Protected area in Oxfordshire, England

Stonesfield Common, Bottoms and Banks is a 27.45 ha biological Site of Special Scientific Interest (SSSI) south of Stonesfield in Oxfordshire.

This site is composed of steeply sloping valleys and banks. Most of it is unimproved Oolithic limestone grassland and scrub, but there is also an area of semi-natural beech-wych elm ancient woodland. This area forms one of the largest remnants of such a grassland type in the UK. The five units of Stonesfield Common, Bottoms and Banks SSSI are Church Street, Baggs Bottom, The Common, Stockey Bottom, and the River Evenlode. The site is managed by the Thames Solent area team. The grass in Stonesfield Common is mainly upright brome, and herbs include field scabious, greater knapweed, lady's bedstraw and pyramidal orchid.
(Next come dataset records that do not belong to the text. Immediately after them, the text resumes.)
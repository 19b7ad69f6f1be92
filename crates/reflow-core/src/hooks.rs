//! Hook runtime: a growable, call-order-addressed store of state
//! cells attached to each component instance.
//!
//! Cells are addressed strictly by the position at which they were
//! requested during a render, so a component must issue the same
//! sequence of hook calls on every render of a given instance. The
//! store cannot detect a reordering, only a changed count — debug
//! builds flag that as a programming error.

use std::any::Any;
use std::cell::RefCell;
use std::rc::{Rc, Weak};

use crate::component::{request_render, ComponentHandle, InstanceInner};
use crate::error::RenderError;
use crate::host::{Event, EventHandler};
use crate::PropValue;

thread_local! {
    static CURRENT: RefCell<Vec<ComponentHandle>> = RefCell::new(Vec::new());
}

pub(crate) fn install(instance: &ComponentHandle) {
    CURRENT.with(|stack| stack.borrow_mut().push(Rc::clone(instance)));
}

pub(crate) fn uninstall() {
    CURRENT.with(|stack| {
        stack.borrow_mut().pop();
    });
}

fn with_current<R>(f: impl FnOnce(&ComponentHandle) -> R) -> R {
    let instance = CURRENT.with(|stack| {
        stack
            .borrow()
            .last()
            .cloned()
            .expect("hook used outside a component render")
    });
    f(&instance)
}

/// Dependency list for memo and effect cells. `always()` (no list)
/// recomputes on every render; an element-wise difference from the
/// previous list recomputes; so does the very first call.
#[derive(Clone, Debug)]
pub struct Deps(pub(crate) Option<Vec<PropValue>>);

impl Deps {
    pub fn always() -> Self {
        Self(None)
    }

    pub fn empty() -> Self {
        Self(Some(Vec::new()))
    }

    pub fn list(values: impl IntoIterator<Item = PropValue>) -> Self {
        Self(Some(values.into_iter().collect()))
    }
}

impl From<Vec<PropValue>> for Deps {
    fn from(values: Vec<PropValue>) -> Self {
        Self(Some(values))
    }
}

/// Build a [`Deps`] list from values convertible to [`PropValue`].
#[macro_export]
macro_rules! deps {
    () => {
        $crate::Deps::empty()
    };
    ($($value:expr),+ $(,)?) => {
        $crate::Deps::list(vec![$($crate::PropValue::from($value)),+])
    };
}

fn deps_changed(prev: &Option<Vec<PropValue>>, next: &Option<Vec<PropValue>>) -> bool {
    match (prev, next) {
        (Some(prev), Some(next)) => {
            prev.len() != next.len() || prev.iter().zip(next).any(|(a, b)| a != b)
        }
        _ => true,
    }
}

pub(crate) struct StateSlot<T> {
    value: RefCell<T>,
}

pub(crate) type CleanupFn = Box<dyn FnOnce() -> Result<(), RenderError>>;
pub(crate) type EffectFn = Box<dyn FnOnce() -> Result<Cleanup, RenderError>>;

/// Teardown returned by an effect body; runs before the effect's next
/// execution and once on unmount.
pub struct Cleanup(Option<CleanupFn>);

impl Cleanup {
    pub fn none() -> Self {
        Self(None)
    }

    pub fn new(f: impl FnOnce() -> Result<(), RenderError> + 'static) -> Self {
        Self(Some(Box::new(f)))
    }
}

struct EffectCell {
    deps: Option<Vec<PropValue>>,
    run: Option<EffectFn>,
    cleanup: Option<CleanupFn>,
    layout: bool,
}

enum HookCell {
    State(Rc<dyn Any>),
    Memo {
        deps: Option<Vec<PropValue>>,
        value: Rc<dyn Any>,
    },
    Effect(EffectCell),
}

#[derive(Default)]
pub(crate) struct HookStore {
    cells: Vec<HookCell>,
    cursor: usize,
    prev_count: Option<usize>,
    pending_paint: Vec<usize>,
}

impl HookStore {
    fn advance(&mut self) -> usize {
        let index = self.cursor;
        self.cursor += 1;
        index
    }

    fn put(&mut self, index: usize, cell: HookCell) {
        if index < self.cells.len() {
            self.cells[index] = cell;
        } else {
            self.cells.push(cell);
        }
    }

    pub(crate) fn reset_cursor(&mut self) {
        self.cursor = 0;
    }

    pub(crate) fn check_cell_count(&mut self) {
        if let Some(previous) = self.prev_count {
            debug_assert_eq!(
                previous, self.cursor,
                "component issued a different number of hook calls than on its previous render"
            );
        }
        self.prev_count = Some(self.cursor);
    }

    fn state_slot<T: 'static>(&mut self, init: impl FnOnce() -> T) -> Rc<StateSlot<T>> {
        let index = self.advance();
        if let Some(HookCell::State(existing)) = self.cells.get(index) {
            if let Ok(slot) = Rc::clone(existing).downcast::<StateSlot<T>>() {
                return slot;
            }
        }
        let slot = Rc::new(StateSlot {
            value: RefCell::new(init()),
        });
        self.put(index, HookCell::State(slot.clone() as Rc<dyn Any>));
        slot
    }

    fn memo_slot<T: 'static>(&mut self, deps: Deps, compute: impl FnOnce() -> T) -> Rc<T> {
        let index = self.advance();
        if let Some(HookCell::Memo { deps: prev, value }) = self.cells.get(index) {
            if !deps_changed(prev, &deps.0) {
                if let Ok(cached) = Rc::clone(value).downcast::<T>() {
                    return cached;
                }
            }
        }
        let value = Rc::new(compute());
        self.put(
            index,
            HookCell::Memo {
                deps: deps.0,
                value: value.clone() as Rc<dyn Any>,
            },
        );
        value
    }

    fn effect_slot(&mut self, deps: Deps, layout: bool, body: EffectFn) {
        let index = self.advance();
        if let Some(HookCell::Effect(cell)) = self.cells.get_mut(index) {
            if deps_changed(&cell.deps, &deps.0) {
                cell.deps = deps.0;
                cell.run = Some(body);
                cell.layout = layout;
            }
            return;
        }
        self.put(
            index,
            HookCell::Effect(EffectCell {
                deps: deps.0,
                run: Some(body),
                cleanup: None,
                layout,
            }),
        );
    }

    /// Cell indices with a pending body, partitioned into commit-time
    /// and post-paint batches, in declared order.
    fn pending_effects(&self) -> (Vec<usize>, Vec<usize>) {
        let mut layout = Vec::new();
        let mut paint = Vec::new();
        for (index, cell) in self.cells.iter().enumerate() {
            if let HookCell::Effect(effect) = cell {
                if effect.run.is_some() {
                    if effect.layout {
                        layout.push(index);
                    } else {
                        paint.push(index);
                    }
                }
            }
        }
        (layout, paint)
    }

    fn take_cleanup(&mut self, index: usize) -> Option<CleanupFn> {
        match self.cells.get_mut(index) {
            Some(HookCell::Effect(cell)) => cell.cleanup.take(),
            _ => None,
        }
    }

    fn take_run(&mut self, index: usize) -> Option<EffectFn> {
        match self.cells.get_mut(index) {
            Some(HookCell::Effect(cell)) => cell.run.take(),
            _ => None,
        }
    }

    fn store_cleanup(&mut self, index: usize, cleanup: Option<CleanupFn>) {
        if let Some(HookCell::Effect(cell)) = self.cells.get_mut(index) {
            cell.cleanup = cleanup;
        }
    }

    fn drain_cleanups(&mut self) -> Vec<CleanupFn> {
        self.pending_paint.clear();
        self.cells
            .iter_mut()
            .filter_map(|cell| match cell {
                HookCell::Effect(effect) => {
                    effect.run = None;
                    effect.cleanup.take()
                }
                _ => None,
            })
            .collect()
    }
}

impl InstanceInner {
    pub(crate) fn begin_render(&self) {
        self.hooks.borrow_mut().reset_cursor();
    }

    pub(crate) fn end_render(&self) {
        self.hooks.borrow_mut().check_cell_count();
    }

    /// Queue this render's pending effects: commit-time ones onto the
    /// post-commit callback list, post-paint ones onto the instance's
    /// paint batch. Returns whether a paint flush is needed.
    pub(crate) fn schedule_effects(&self) -> bool {
        let (layout, paint) = self.hooks.borrow().pending_effects();
        for index in layout {
            self.push_render_callback(Box::new(move |instance| instance.run_effect_cell(index)));
        }
        if paint.is_empty() {
            return false;
        }
        self.hooks.borrow_mut().pending_paint.extend(paint);
        true
    }

    /// Run one effect cell: previous cleanup first, then the body,
    /// storing the body's new cleanup.
    pub(crate) fn run_effect_cell(&self, index: usize) -> Result<(), RenderError> {
        let (cleanup, body) = {
            let mut hooks = self.hooks.borrow_mut();
            (hooks.take_cleanup(index), hooks.take_run(index))
        };
        if let Some(cleanup) = cleanup {
            cleanup()?;
        }
        if let Some(body) = body {
            let next = body()?;
            self.hooks.borrow_mut().store_cleanup(index, next.0);
        }
        Ok(())
    }

    /// Flush this instance's post-paint batch: all cleanups, then all
    /// bodies, both in declared order. An error abandons the rest of
    /// the batch (it has already been drained) and is routed by the
    /// caller.
    pub(crate) fn flush_pending_effects(&self) -> Result<(), RenderError> {
        let pending = std::mem::take(&mut self.hooks.borrow_mut().pending_paint);
        for &index in &pending {
            let cleanup = self.hooks.borrow_mut().take_cleanup(index);
            if let Some(cleanup) = cleanup {
                cleanup()?;
            }
        }
        for &index in &pending {
            let body = self.hooks.borrow_mut().take_run(index);
            if let Some(body) = body {
                let next = body()?;
                self.hooks.borrow_mut().store_cleanup(index, next.0);
            }
        }
        Ok(())
    }

    /// Unmount path: run every stored cleanup once, in registration
    /// order, isolating failures per cell.
    pub(crate) fn teardown_hooks(&self) -> Vec<RenderError> {
        let cleanups = self.hooks.borrow_mut().drain_cleanups();
        let mut errors = Vec::new();
        for cleanup in cleanups {
            if let Err(error) = cleanup() {
                log::warn!("effect cleanup failed during unmount: {error}");
                errors.push(error);
            }
        }
        errors
    }
}

/// A state cell: returns the current value and a setter bound to the
/// owning instance. Setting a value equal to the current one (by
/// `PartialEq`) neither mutates the cell nor schedules a re-render.
pub fn use_state<T>(init: impl FnOnce() -> T) -> (T, StateSetter<T>)
where
    T: Clone + PartialEq + 'static,
{
    with_current(|instance| {
        let slot = instance.hooks.borrow_mut().state_slot(init);
        let value = slot.value.borrow().clone();
        let setter = StateSetter {
            slot,
            instance: Rc::downgrade(instance),
        };
        (value, setter)
    })
}

pub struct StateSetter<T> {
    slot: Rc<StateSlot<T>>,
    instance: Weak<InstanceInner>,
}

impl<T> Clone for StateSetter<T> {
    fn clone(&self) -> Self {
        Self {
            slot: Rc::clone(&self.slot),
            instance: self.instance.clone(),
        }
    }
}

impl<T: PartialEq + 'static> StateSetter<T> {
    pub fn set(&self, next: T) {
        {
            if *self.slot.value.borrow() == next {
                return;
            }
        }
        *self.slot.value.borrow_mut() = next;
        if let Some(instance) = self.instance.upgrade() {
            request_render(&instance);
        }
    }

    pub fn update(&self, f: impl FnOnce(&T) -> T) {
        let next = {
            let current = self.slot.value.borrow();
            f(&current)
        };
        self.set(next);
    }
}

/// The reducer form of a state cell.
pub fn use_reducer<S, A>(reducer: fn(&S, A) -> S, init: impl FnOnce() -> S) -> (S, Dispatch<S, A>)
where
    S: Clone + PartialEq + 'static,
    A: 'static,
{
    with_current(|instance| {
        let slot = instance.hooks.borrow_mut().state_slot(init);
        let value = slot.value.borrow().clone();
        let dispatch = Dispatch {
            slot,
            instance: Rc::downgrade(instance),
            reducer,
        };
        (value, dispatch)
    })
}

pub struct Dispatch<S, A> {
    slot: Rc<StateSlot<S>>,
    instance: Weak<InstanceInner>,
    reducer: fn(&S, A) -> S,
}

impl<S, A> Clone for Dispatch<S, A> {
    fn clone(&self) -> Self {
        Self {
            slot: Rc::clone(&self.slot),
            instance: self.instance.clone(),
            reducer: self.reducer,
        }
    }
}

impl<S: PartialEq + 'static, A> Dispatch<S, A> {
    pub fn dispatch(&self, action: A) {
        let next = {
            let current = self.slot.value.borrow();
            (self.reducer)(&current, action)
        };
        {
            if *self.slot.value.borrow() == next {
                return;
            }
        }
        *self.slot.value.borrow_mut() = next;
        if let Some(instance) = self.instance.upgrade() {
            request_render(&instance);
        }
    }
}

/// A memo cell: recomputes only when the dependency list changes.
pub fn use_memo<T: 'static>(deps: Deps, compute: impl FnOnce() -> T) -> Rc<T> {
    with_current(|instance| instance.hooks.borrow_mut().memo_slot(deps, compute))
}

/// Stable-callback primitive: memoization of the handler reference
/// itself, so an unchanged dependency list keeps listener identity and
/// the attribute differ leaves the host listener untouched.
pub fn use_callback(deps: Deps, f: impl Fn(&Event) + 'static) -> EventHandler {
    let handler = use_memo(deps, || EventHandler::new(f));
    (*handler).clone()
}

/// A mutable cell with stable identity across renders.
pub fn use_ref<T: 'static>(init: impl FnOnce() -> T) -> Rc<RefCell<T>> {
    use_memo(Deps::empty(), || RefCell::new(init()))
}

/// Deferred effect, run after the host has painted.
pub fn use_effect(deps: Deps, effect: impl FnOnce() -> Result<Cleanup, RenderError> + 'static) {
    with_current(|instance| {
        instance
            .hooks
            .borrow_mut()
            .effect_slot(deps, false, Box::new(effect));
    });
}

/// Deferred effect, run at commit time, before paint.
pub fn use_layout_effect(
    deps: Deps,
    effect: impl FnOnce() -> Result<Cleanup, RenderError> + 'static,
) {
    with_current(|instance| {
        instance
            .hooks
            .borrow_mut()
            .effect_slot(deps, true, Box::new(effect));
    });
}

/// Read a named context value provided by an ancestor.
pub fn use_context(name: &str) -> Option<PropValue> {
    with_current(|instance| instance.context.borrow().get(name))
}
The main habitats present in the SSSI are broadleaved, mixed and yew woodland lowland, and calcareous grassland. Soils in this site are typically calcareous with stoneless, clayey soils. Fauna in the area includes the small blue butterfly Cupido minimus, colonies of the marbled white Melanargia galathea butterflies, and invertebrate territories such as those of the white-legged damselfly Platycnemis pennipes.